Chiaramente i piatti erano per i bimbi e per i genitori presenti, ovvero, oltre alle famiglie dei festeggiati... noi, solo noi, chiaro. Per le nounou e gli autisti avevano portato un'altra cosa da casa e gliela stavano servendo in piatti di carta. Di carta?, fa la fra, come fai a mangiare qualcosa in un piatto di carta, minimo ti mangi spezzatino di cellulosa quando lo tagl...ah, ok, lo mangiano con le mani.  Ah, pure quelli con piatto di coccio. Ah, siamo gli UNICI ad usare le posate. Bene. Promemoria per me: salutare da lontano.
Dopo esserci rifocillati (cibo squisito davvero!), i bimbi tornano a giocare finché arrivano LE torte, una per ogni festeggiato.
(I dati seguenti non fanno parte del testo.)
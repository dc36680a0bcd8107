// In: src/bridge/format.rs

//! The strings the bridge hands back to hosts.

use std::time::Duration;

/// Reported by `query_state` when no instance exists.
pub const MISSING: &str = "missing";
/// Reported by `get_running_time` when no instance exists.
pub const NOT_AVAILABLE: &str = "N/A";

/// Formats a running time as zero-padded `HH:MM:SS.`, keeping the trailing dot
/// hosts already parse. Hours are not wrapped at 24.
pub fn format_running_time(elapsed: Duration) -> String {
    let total = elapsed.as_secs();
    let (hours, minutes, seconds) = (total / 3600, (total / 60) % 60, total % 60);
    format!("{:0>2}:{:0>2}:{:0>2}.", hours, minutes, seconds)
}

#[cfg(test)]
mod tests {
    use super::*;

    #[test]
    fn test_format_running_time() {
        assert_eq!(format_running_time(Duration::ZERO), "00:00:00.");
        assert_eq!(format_running_time(Duration::from_millis(5_999)), "00:00:05.");
        assert_eq!(format_running_time(Duration::from_secs(3_723)), "01:02:03.");
        assert_eq!(format_running_time(Duration::from_secs(100 * 3600)), "100:00:00.");
    }
}
// In: src/config.rs

//! The single source of truth for the settings the orchestrator itself owns.
//!
//! A pipeline is configured from one JSON document mapping component names to
//! settings sections. Each module defines its own settings struct next to its
//! implementation (see `components`); this module holds the pieces that are
//! shared by every pipeline:
//!
//! - `HostEnvironment`: the five opaque handles supplied by the embedding runtime,
//! - `ManagerSettings`: the reserved `"manager"` section (links, join policy),
//! - `LoggingSettings`: the `"logging"` section for the diagnostics stage.

use std::path::PathBuf;
use std::time::Duration;

use log::LevelFilter;
use serde::{Deserialize, Serialize};

//==================================================================================
// I. Host Environment
//==================================================================================

/// Names of the fields spliced into every object-valued settings section.
pub const HOST_HANDLE_FIELDS: [&str; 5] = ["jvm", "jinstance", "jclazz", "jmid", "jniversion"];

/// Opaque references supplied by the embedding runtime.
///
/// The values are never dereferenced by this crate. Components that need to call
/// back into the host declare the dependency by flattening this struct into
/// their settings, which picks up the injected fields by name.
#[derive(Serialize, Deserialize, Debug, Clone, Copy, Default, PartialEq, Eq, Hash)]
pub struct HostEnvironment {
    /// Handle A: the virtual-machine pointer.
    #[serde(rename = "jvm", default)]
    pub vm: u64,
    /// Handle B: the instance reference.
    #[serde(rename = "jinstance", default)]
    pub instance: u64,
    /// Handle C: the class reference.
    #[serde(rename = "jclazz", default)]
    pub class: u64,
    /// Handle D: the method identifier.
    #[serde(rename = "jmid", default)]
    pub method: u64,
    /// The host interface version tag.
    #[serde(rename = "jniversion", default)]
    pub version: i32,
}

impl HostEnvironment {
    pub fn new(vm: u64, instance: u64, class: u64, method: u64, version: i32) -> Self {
        Self {
            vm,
            instance,
            class,
            method,
            version,
        }
    }

    /// An environment with every handle unset, for pipelines that run
    /// without an embedding host.
    pub fn detached() -> Self {
        Self::default()
    }

    /// `true` when every reference handle is non-null.
    pub fn is_complete(&self) -> bool {
        self.vm != 0 && self.instance != 0 && self.class != 0 && self.method != 0
    }

    /// The handles as the JSON fields injected into settings sections.
    pub fn to_fields(&self) -> serde_json::Map<String, serde_json::Value> {
        let mut fields = serde_json::Map::with_capacity(HOST_HANDLE_FIELDS.len());
        fields.insert("jvm".into(), self.vm.into());
        fields.insert("jinstance".into(), self.instance.into());
        fields.insert("jclazz".into(), self.class.into());
        fields.insert("jmid".into(), self.method.into());
        fields.insert("jniversion".into(), self.version.into());
        fields
    }
}

//==================================================================================
// II. Manager Settings (the reserved "manager" section)
//==================================================================================

/// Name of the reserved section read by the orchestrator itself.
pub const MANAGER_SECTION: &str = "manager";

/// Settings for wiring and joining, read from the `"manager"` section.
#[derive(Serialize, Deserialize, Debug, Clone, PartialEq, Eq)]
pub struct ManagerSettings {
    /// Capacity of each pipeline link. `None` creates unbounded links.
    #[serde(default)]
    pub link_capacity: Option<usize>,

    /// Upper bound on how long a built-in component takes to notice a phase
    /// change while blocked on a link.
    #[serde(default = "default_poll_interval_ms")]
    pub poll_interval_ms: u64,

    /// Join keeps waiting past this, but logs which workers are still alive.
    #[serde(default = "default_join_warn_after_ms")]
    pub join_warn_after_ms: u64,
}

impl ManagerSettings {
    pub fn poll_interval(&self) -> Duration {
        Duration::from_millis(self.poll_interval_ms.max(1))
    }

    pub fn join_warn_after(&self) -> Duration {
        Duration::from_millis(self.join_warn_after_ms)
    }
}

impl Default for ManagerSettings {
    fn default() -> Self {
        Self {
            link_capacity: None,
            poll_interval_ms: default_poll_interval_ms(),
            join_warn_after_ms: default_join_warn_after_ms(),
        }
    }
}

fn default_poll_interval_ms() -> u64 {
    50
}

fn default_join_warn_after_ms() -> u64 {
    2_000
}

//==================================================================================
// III. Logging Settings (the diagnostics stage, always index 0)
//==================================================================================

/// Name of the section configuring the diagnostics stage.
pub const LOGGING_SECTION: &str = "logging";

#[derive(Serialize, Deserialize, Debug, Clone, PartialEq, Eq)]
pub struct LoggingSettings {
    /// Maximum level, e.g. `"debug"` or `"warn"` (case-insensitive).
    #[serde(default = "default_level")]
    pub level: LevelFilter,

    /// If set, application log lines go to this file instead of stderr.
    #[serde(default)]
    pub app_log_filename: Option<PathBuf>,

    /// Append to an existing log file rather than truncating it.
    #[serde(default = "default_true")]
    pub append: bool,
}

impl Default for LoggingSettings {
    fn default() -> Self {
        Self {
            level: default_level(),
            app_log_filename: None,
            append: true,
        }
    }
}

fn default_level() -> LevelFilter {
    LevelFilter::Info
}

/// Helper for `serde` to default a boolean field to true.
fn default_true() -> bool {
    true
}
Come da prassi tutti i bimbi si accalcano vicino ai festeggiati, tutti tranne i patati.
Si avvicina la fra, con l'iphone, e inizia a scattare foto.
Occhitristi la vede, la fra è un punto bianco nel nero, la fissa con quegli occhi neri e profondi e poi le concede il lampo di un sorriso.
Ed è così che Occhitristi è diventato Habib, e ha definitivamente conquistato il cuore della fra.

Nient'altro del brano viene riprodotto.